» **ACTION ITEM**:
Filter the records for "pair" and keep each line that has it.

Start of PROVIDED RECORDS

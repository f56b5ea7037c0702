//! Multi-phase traffic scenarios driven through real detectors.
//!
//! Traffic is generated with a seeded `StdRng`: each step advances time by a
//! uniform draw from `1..=delta`, so `delta = 8` is base load and `delta = 2`
//! is roughly a 3x burst.

use rand::rngs::StdRng;
use rand::{Rng, SeedableRng};
use sg_core::{Detector, DetectorConfig, Phase, Timestamp, VecSink};
use sg_core::ObservationSink;

const CAPACITY: usize = 256;
const BASE_EVENTS: usize = CAPACITY * 1024;

#[derive(Debug, Default)]
struct PhaseReport {
    spikes: usize,
    max_ratio: f64,
    first_spike: Option<usize>,
    min_admit_probability: f64,
}

struct Scenario {
    detector: Detector,
    rng: StdRng,
    time: Timestamp,
}

impl Scenario {
    fn new(seed: u64) -> Self {
        Self {
            detector: Detector::new(CAPACITY, 2.0, 0.00001).expect("default detector"),
            rng: StdRng::seed_from_u64(seed),
            time: 0,
        }
    }

    fn run(&mut self, events: usize, delta: u64) -> PhaseReport {
        let mut report = PhaseReport {
            min_admit_probability: 1.0,
            ..PhaseReport::default()
        };
        for i in 0..events {
            self.time += self.rng.random_range(1..=delta);
            let obs = self.detector.process(self.time).expect("monotonic stream");
            assert!(obs.ratio.is_finite());
            assert!(obs.admit_probability > 0.0 && obs.admit_probability <= 1.0);
            if obs.is_spike {
                report.spikes += 1;
                report.first_spike.get_or_insert(i);
            }
            report.max_ratio = report.max_ratio.max(obs.ratio);
            report.min_admit_probability = report.min_admit_probability.min(obs.admit_probability);
        }
        report
    }

    fn run_constant(&mut self, events: usize, gap: u64) -> PhaseReport {
        let mut report = PhaseReport::default();
        for i in 0..events {
            self.time += gap;
            let obs = self.detector.process(self.time).expect("monotonic stream");
            if obs.is_spike {
                report.spikes += 1;
                report.first_spike.get_or_insert(i);
            }
            report.max_ratio = report.max_ratio.max(obs.ratio);
        }
        report
    }

    fn pause(&mut self, span: Timestamp) {
        self.time += span;
    }
}

#[test]
fn full_scenario_phases() {
    let mut s = Scenario::new(1);

    let base = s.run(BASE_EVENTS, 8);
    assert_eq!(base.spikes, 0, "base load spiked: {:?}", base);
    assert_eq!(s.detector.phase(), Phase::Nominal);

    let burst = s.run(1024, 2);
    assert!(burst.spikes > 0, "burst did not spike: {:?}", burst);
    assert!(burst.max_ratio > 2.0);
    assert!(burst.min_admit_probability < 0.5);
    assert_eq!(s.detector.phase(), Phase::Recovering);

    // settle back into base load before asserting again
    s.run(CAPACITY, 8);
    let resumed = s.run(BASE_EVENTS, 8);
    assert_eq!(resumed.spikes, 0, "resumed base load spiked: {:?}", resumed);

    s.pause(1024);
    let after_silence = s.run(BASE_EVENTS, 8);
    assert_eq!(after_silence.spikes, 0, "post-silence spiked: {:?}", after_silence);

    let moderate = s.run(BASE_EVENTS, 4);
    assert_eq!(moderate.spikes, 0, "moderate burst spiked: {:?}", moderate);

    let base_again = s.run(BASE_EVENTS, 8);
    assert_eq!(base_again.spikes, 0);

    let second_burst = s.run(1024, 2);
    assert!(second_burst.spikes > 0);

    let tail = s.run(BASE_EVENTS, 8);
    assert_eq!(tail.spikes, 0);

    let stats = s.detector.stats();
    assert_eq!(stats.spikes as usize, burst.spikes + second_burst.spikes);
    assert_eq!(stats.rejected, 0);
}

#[test]
fn admit_probability_recovers_during_base_load() {
    let mut s = Scenario::new(11);
    s.run(CAPACITY * 64, 8);
    let burst = s.run(1024, 2);
    assert!(burst.spikes > 0);

    let spike_time = s.detector.stats().last_spike.expect("spike recorded");
    let dip = s.detector.admit_probability_at(spike_time);
    assert!(dip < 0.5);

    // 1e-5 decay: a million time units brings the curve close to 1
    s.run(CAPACITY * 1024, 8);
    let later = s.detector.admit_probability_at(s.time);
    assert!(later > dip);
    assert!(later > 0.99, "probability only recovered to {}", later);
    assert_eq!(s.detector.phase(), Phase::Recovering);
}

#[test]
fn steady_load_never_spikes_across_seeds() {
    for seed in [2, 3, 5, 8, 13] {
        let mut s = Scenario::new(seed);
        let report = s.run(CAPACITY * 128, 8);
        assert_eq!(report.spikes, 0, "seed {} spiked: {:?}", seed, report);
        assert!(report.max_ratio < 2.0);
    }
}

#[test]
fn constant_burst_spikes_within_capacity() {
    for seed in [4, 9, 21] {
        let mut s = Scenario::new(seed);
        s.run(CAPACITY * 64, 8);
        let burst = s.run_constant(CAPACITY, 1);
        let first = burst
            .first_spike
            .unwrap_or_else(|| panic!("seed {}: no spike in {} events", seed, CAPACITY));
        assert!(first < CAPACITY);
    }
}

#[test]
fn constant_rate_from_origin_holds_unit_ratio() {
    let mut det = Detector::new(CAPACITY, 2.0, 0.00001).unwrap();
    let mut sink = VecSink::new();
    for i in 1..=(4 * CAPACITY as u64) {
        let obs = det.process(i * 5).unwrap();
        sink.accept(&obs).unwrap();
    }
    for (t, ratio) in sink.ratio_series() {
        assert!((ratio - 1.0).abs() < 1e-12, "t={} ratio={}", t, ratio);
    }
    assert!(sink.probability_series().iter().all(|&(_, p)| p == 1.0));
    assert!((det.filtered_rate() - 0.2).abs() < 1e-12);
}

#[test]
fn offset_start_warm_up_settles() {
    // First event far from the origin: the warm-up ratio is degenerate
    // but the error shrinks window by window afterwards.
    let mut det = Detector::new(CAPACITY, 2.0, 0.00001).unwrap();
    let deviations: Vec<f64> = (0..16 * CAPACITY as u64)
        .map(|i| (det.process(1_000 + 4 * i).unwrap().ratio - 1.0).abs())
        .collect();

    let window_max = |w: usize| {
        deviations[w * CAPACITY..(w + 1) * CAPACITY]
            .iter()
            .cloned()
            .fold(0.0_f64, f64::max)
    };

    let settled: Vec<f64> = (4..16).map(window_max).collect();
    for pair in settled.windows(2) {
        assert!(pair[1] <= pair[0], "deviation grew: {:?}", settled);
    }
    assert!(settled[settled.len() - 1] < 1e-4);
}

#[test]
fn origin_removes_offset_warm_up() {
    let config = DetectorConfig::default().with_origin(996);
    let mut det = Detector::from_config(&config).unwrap();
    for i in 0..(2 * CAPACITY as u64) {
        let obs = det.process(1_000 + 4 * i).unwrap();
        assert!((obs.ratio - 1.0).abs() < 1e-12);
        assert!(!obs.is_spike);
    }
}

End of PROVIDED RECORDS

» **SOLUTION BELOW**:
    for pair in settled.windows(2) {
        assert!(pair[1] <= pair[0], "deviation grew: {:?}", settled);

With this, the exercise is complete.